(Record excerpts Opens)

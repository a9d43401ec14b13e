use std::sync::Arc;

use tokio::sync::{mpsc, oneshot, watch};
use tokio::task::JoinHandle;
use tokio_util::sync::CancellationToken;
use tracing::{error, info};

use crate::action::{ActionKind, ActionOutcome, ActionParams, ActionRequest};
use crate::config::SyncConfig;
use crate::engine::{EngineCommand, SyncEngine};
use crate::error::{SyncError, SyncResult};
use crate::model::{AgentDetail, GraphData, InjectShockRequest, TradeSide};
use crate::network::{Connector, HttpMarketApi, MarketApi, WsConnector};
use crate::state::MarketView;

/// Handle to a running sync engine.
///
/// Observers read state through [`MarketClient::view`] or
/// [`MarketClient::subscribe`]; everything that changes state goes through
/// the engine's command queue.
pub struct MarketClient {
    // Channel to send commands to the engine
    command_sender: mpsc::Sender<EngineCommand>,

    view: watch::Receiver<Arc<MarketView>>,

    // Read-only pass-through calls skip the engine
    api: Arc<dyn MarketApi>,

    shutdown: CancellationToken,
    engine: Option<JoinHandle<()>>,
}

impl MarketClient {
    /// Start syncing against the backend named by `config`, over HTTP and
    /// WebSocket.
    pub fn start(config: SyncConfig) -> SyncResult<Self> {
        let api = HttpMarketApi::new(&config.api_url, config.request_timeout)?;
        Ok(Self::with_parts(config, Arc::new(api), Arc::new(WsConnector)))
    }

    /// Start with caller-provided pull and push implementations.
    pub fn with_parts(
        config: SyncConfig,
        api: Arc<dyn MarketApi>,
        connector: Arc<dyn Connector>,
    ) -> Self {
        let (command_sender, command_receiver) =
            mpsc::channel(config.command_channel_capacity.max(1));
        let (view_sender, view) = watch::channel(Arc::new(MarketView::default()));
        let shutdown = CancellationToken::new();

        let engine = SyncEngine::new(
            &config,
            Arc::clone(&api),
            connector,
            command_receiver,
            view_sender,
            shutdown.clone(),
        );

        // Spawn the engine in background
        let engine = tokio::spawn(engine.run());
        info!("Market client started against {}", config.api_url);

        Self {
            command_sender,
            view,
            api,
            shutdown,
            engine: Some(engine),
        }
    }

    /// Latest published view.
    pub fn view(&self) -> Arc<MarketView> {
        Arc::clone(&self.view.borrow())
    }

    /// A receiver notified after every engine step.
    pub fn subscribe(&self) -> watch::Receiver<Arc<MarketView>> {
        self.view.clone()
    }

    /// Submit a mutating request. Fails with [`SyncError::ActionInFlight`] if
    /// the same kind is already outstanding. The outcome shows up in the
    /// view once the call settles.
    pub async fn dispatch(&self, params: ActionParams) -> SyncResult<ActionRequest> {
        let (reply, rx) = oneshot::channel();
        self.command(EngineCommand::Dispatch { params, reply }).await?;
        rx.await.map_err(|_| SyncError::ChannelClosed)?
    }

    pub async fn buy(&self, agent_id: &str, amount: f64) -> SyncResult<ActionRequest> {
        self.order(agent_id, TradeSide::Buy, amount).await
    }

    pub async fn sell(&self, agent_id: &str, amount: f64) -> SyncResult<ActionRequest> {
        self.order(agent_id, TradeSide::Sell, amount).await
    }

    async fn order(&self, agent_id: &str, side: TradeSide, amount: f64) -> SyncResult<ActionRequest> {
        self.dispatch(ActionParams::Order {
            agent_id: agent_id.to_string(),
            side,
            amount,
        })
        .await
    }

    pub async fn inject_shock(&self, request: InjectShockRequest) -> SyncResult<ActionRequest> {
        self.dispatch(ActionParams::InjectShock(request)).await
    }

    pub async fn run_analysis(&self, question: Option<&str>) -> SyncResult<ActionRequest> {
        self.dispatch(ActionParams::Analysis {
            question: question.map(str::to_string),
        })
        .await
    }

    pub async fn run_risk_analysis(&self) -> SyncResult<ActionRequest> {
        self.dispatch(ActionParams::RiskAnalysis).await
    }

    pub async fn run_tests(&self, test_name: &str) -> SyncResult<ActionRequest> {
        self.dispatch(ActionParams::TestSuite {
            test_name: test_name.to_string(),
        })
        .await
    }

    pub async fn audio_summary(&self, text: &str) -> SyncResult<ActionRequest> {
        self.dispatch(ActionParams::AudioSummary {
            text: text.to_string(),
        })
        .await
    }

    /// Wait until `kind` is Settled and return its outcome without
    /// acknowledging it.
    pub async fn settled(&self, kind: ActionKind) -> SyncResult<ActionOutcome> {
        let mut view = self.view.clone();
        let current = view
            .wait_for(|v| v.action(kind).is_some_and(|phase| phase.is_settled()))
            .await
            .map_err(|_| SyncError::ChannelClosed)?;

        current
            .action(kind)
            .and_then(|phase| phase.outcome())
            .cloned()
            .ok_or(SyncError::ChannelClosed)
    }

    /// Consume a Settled outcome, returning the kind to Idle.
    pub async fn acknowledge(&self, kind: ActionKind) -> SyncResult<Option<ActionOutcome>> {
        let (reply, rx) = oneshot::channel();
        self.command(EngineCommand::Acknowledge { kind, reply })
            .await?;
        rx.await.map_err(|_| SyncError::ChannelClosed)
    }

    pub async fn clear_events(&self) -> SyncResult<()> {
        self.command(EngineCommand::ClearEvents).await
    }

    /// Fetch and apply a fresh snapshot now.
    pub async fn refresh(&self) -> SyncResult<()> {
        let (reply, rx) = oneshot::channel();
        self.command(EngineCommand::Refresh { reply }).await?;
        rx.await.map_err(|_| SyncError::ChannelClosed)?
    }

    /// Ask the connection manager to connect now.
    pub async fn connect(&self) -> SyncResult<()> {
        self.command(EngineCommand::Connect).await
    }

    /// Agent detail with price history. Not merged into the view.
    pub async fn fetch_agent(&self, id: &str) -> SyncResult<AgentDetail> {
        self.api.fetch_agent(id).await
    }

    pub async fn fetch_contagion_graph(&self, shock_id: Option<&str>) -> SyncResult<GraphData> {
        self.api.fetch_contagion_graph(shock_id).await
    }

    /// Stop the engine: cancels the resync timer and any pending reconnect,
    /// closes the stream, and waits for the engine task to finish.
    pub async fn teardown(mut self) {
        self.shutdown.cancel();
        if let Some(engine) = self.engine.take() {
            if let Err(e) = engine.await {
                error!("Sync engine ended abnormally: {}", e);
            }
        }
    }

    async fn command(&self, cmd: EngineCommand) -> SyncResult<()> {
        self.command_sender
            .send(cmd)
            .await
            .map_err(|_| SyncError::ChannelClosed)
    }
}

impl Drop for MarketClient {
    fn drop(&mut self) {
        self.shutdown.cancel();
    }
}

(Record excerpts Closes)

Requirement
Quote every line of the data, word for word.

Output for this exercise
repository a9d43401ec14b13e
use std::sync::Arc;

use tokio::sync::{mpsc, oneshot, watch};
use tokio::task::JoinHandle;
use tokio_util::sync::CancellationToken;
use tracing::{error, info};

use crate::action::{ActionKind, ActionOutcome, ActionParams, ActionRequest};
use crate::config::SyncConfig;
use crate::engine::{EngineCommand, SyncEngine};
use crate::error::{SyncError, SyncResult};
use crate::model::{AgentDetail, GraphData, InjectShockRequest, TradeSide};
use crate::network::{Connector, HttpMarketApi, MarketApi, WsConnector};
use crate::state::MarketView;

/// Handle to a running sync engine.
///
/// Observers read state through [`MarketClient::view`] or
/// [`MarketClient::subscribe`]; everything that changes state goes through
/// the engine's command queue.
pub struct MarketClient {
    // Channel to send commands to the engine
    command_sender: mpsc::Sender<EngineCommand>,

    view: watch::Receiver<Arc<MarketView>>,

    // Read-only pass-through calls skip the engine
    api: Arc<dyn MarketApi>,

    shutdown: CancellationToken,
    engine: Option<JoinHandle<()>>,
}

impl MarketClient {
    /// Start syncing against the backend named by `config`, over HTTP and
    /// WebSocket.
    pub fn start(config: SyncConfig) -> SyncResult<Self> {
        let api = HttpMarketApi::new(&config.api_url, config.request_timeout)?;
        Ok(Self::with_parts(config, Arc::new(api), Arc::new(WsConnector)))
    }

    /// Start with caller-provided pull and push implementations.
    pub fn with_parts(
        config: SyncConfig,
        api: Arc<dyn MarketApi>,
        connector: Arc<dyn Connector>,
    ) -> Self {
        let (command_sender, command_receiver) =
            mpsc::channel(config.command_channel_capacity.max(1));
        let (view_sender, view) = watch::channel(Arc::new(MarketView::default()));
        let shutdown = CancellationToken::new();

        let engine = SyncEngine::new(
            &config,
            Arc::clone(&api),
            connector,
            command_receiver,
            view_sender,
            shutdown.clone(),
        );

        // Spawn the engine in background
        let engine = tokio::spawn(engine.run());
        info!("Market client started against {}", config.api_url);

        Self {
            command_sender,
            view,
            api,
            shutdown,
            engine: Some(engine),
        }
    }

    /// Latest published view.
    pub fn view(&self) -> Arc<MarketView> {
        Arc::clone(&self.view.borrow())
    }

    /// A receiver notified after every engine step.
    pub fn subscribe(&self) -> watch::Receiver<Arc<MarketView>> {
        self.view.clone()
    }

    /// Submit a mutating request. Fails with [`SyncError::ActionInFlight`] if
    /// the same kind is already outstanding. The outcome shows up in the
    /// view once the call settles.
    pub async fn dispatch(&self, params: ActionParams) -> SyncResult<ActionRequest> {
        let (reply, rx) = oneshot::channel();
        self.command(EngineCommand::Dispatch { params, reply }).await?;
        rx.await.map_err(|_| SyncError::ChannelClosed)?
    }

    pub async fn buy(&self, agent_id: &str, amount: f64) -> SyncResult<ActionRequest> {
        self.order(agent_id, TradeSide::Buy, amount).await
    }

    pub async fn sell(&self, agent_id: &str, amount: f64) -> SyncResult<ActionRequest> {
        self.order(agent_id, TradeSide::Sell, amount).await
    }

    async fn order(&self, agent_id: &str, side: TradeSide, amount: f64) -> SyncResult<ActionRequest> {
        self.dispatch(ActionParams::Order {
            agent_id: agent_id.to_string(),
            side,
            amount,
        })
        .await
    }

    pub async fn inject_shock(&self, request: InjectShockRequest) -> SyncResult<ActionRequest> {
        self.dispatch(ActionParams::InjectShock(request)).await
    }

    pub async fn run_analysis(&self, question: Option<&str>) -> SyncResult<ActionRequest> {
        self.dispatch(ActionParams::Analysis {
            question: question.map(str::to_string),
        })
        .await
    }

    pub async fn run_risk_analysis(&self) -> SyncResult<ActionRequest> {
        self.dispatch(ActionParams::RiskAnalysis).await
    }

    pub async fn run_tests(&self, test_name: &str) -> SyncResult<ActionRequest> {
        self.dispatch(ActionParams::TestSuite {
            test_name: test_name.to_string(),
        })
        .await
    }

    pub async fn audio_summary(&self, text: &str) -> SyncResult<ActionRequest> {
        self.dispatch(ActionParams::AudioSummary {
            text: text.to_string(),
        })
        .await
    }

    /// Wait until `kind` is Settled and return its outcome without
    /// acknowledging it.
    pub async fn settled(&self, kind: ActionKind) -> SyncResult<ActionOutcome> {
        let mut view = self.view.clone();
        let current = view
            .wait_for(|v| v.action(kind).is_some_and(|phase| phase.is_settled()))
            .await
            .map_err(|_| SyncError::ChannelClosed)?;

        current
            .action(kind)
            .and_then(|phase| phase.outcome())
            .cloned()
            .ok_or(SyncError::ChannelClosed)
    }

    /// Consume a Settled outcome, returning the kind to Idle.
    pub async fn acknowledge(&self, kind: ActionKind) -> SyncResult<Option<ActionOutcome>> {
        let (reply, rx) = oneshot::channel();
        self.command(EngineCommand::Acknowledge { kind, reply })
            .await?;
        rx.await.map_err(|_| SyncError::ChannelClosed)
    }

    pub async fn clear_events(&self) -> SyncResult<()> {
        self.command(EngineCommand::ClearEvents).await
    }

    /// Fetch and apply a fresh snapshot now.
    pub async fn refresh(&self) -> SyncResult<()> {
        let (reply, rx) = oneshot::channel();
        self.command(EngineCommand::Refresh { reply }).await?;
        rx.await.map_err(|_| SyncError::ChannelClosed)?
    }

    /// Ask the connection manager to connect now.
    pub async fn connect(&self) -> SyncResult<()> {
        self.command(EngineCommand::Connect).await
    }

    /// Agent detail with price history. Not merged into the view.
    pub async fn fetch_agent(&self, id: &str) -> SyncResult<AgentDetail> {
        self.api.fetch_agent(id).await
    }

    pub async fn fetch_contagion_graph(&self, shock_id: Option<&str>) -> SyncResult<GraphData> {
        self.api.fetch_contagion_graph(shock_id).await
    }

    /// Stop the engine: cancels the resync timer and any pending reconnect,
    /// closes the stream, and waits for the engine task to finish.
    pub async fn teardown(mut self) {
        self.shutdown.cancel();
        if let Some(engine) = self.engine.take() {
            if let Err(e) = engine.await {
                error!("Sync engine ended abnormally: {}", e);
            }
        }
    }

    async fn command(&self, cmd: EngineCommand) -> SyncResult<()> {
        self.command_sender
            .send(cmd)
            .await
            .map_err(|_| SyncError::ChannelClosed)
    }
}

impl Drop for MarketClient {
    fn drop(&mut self) {
        self.shutdown.cancel();
    }
}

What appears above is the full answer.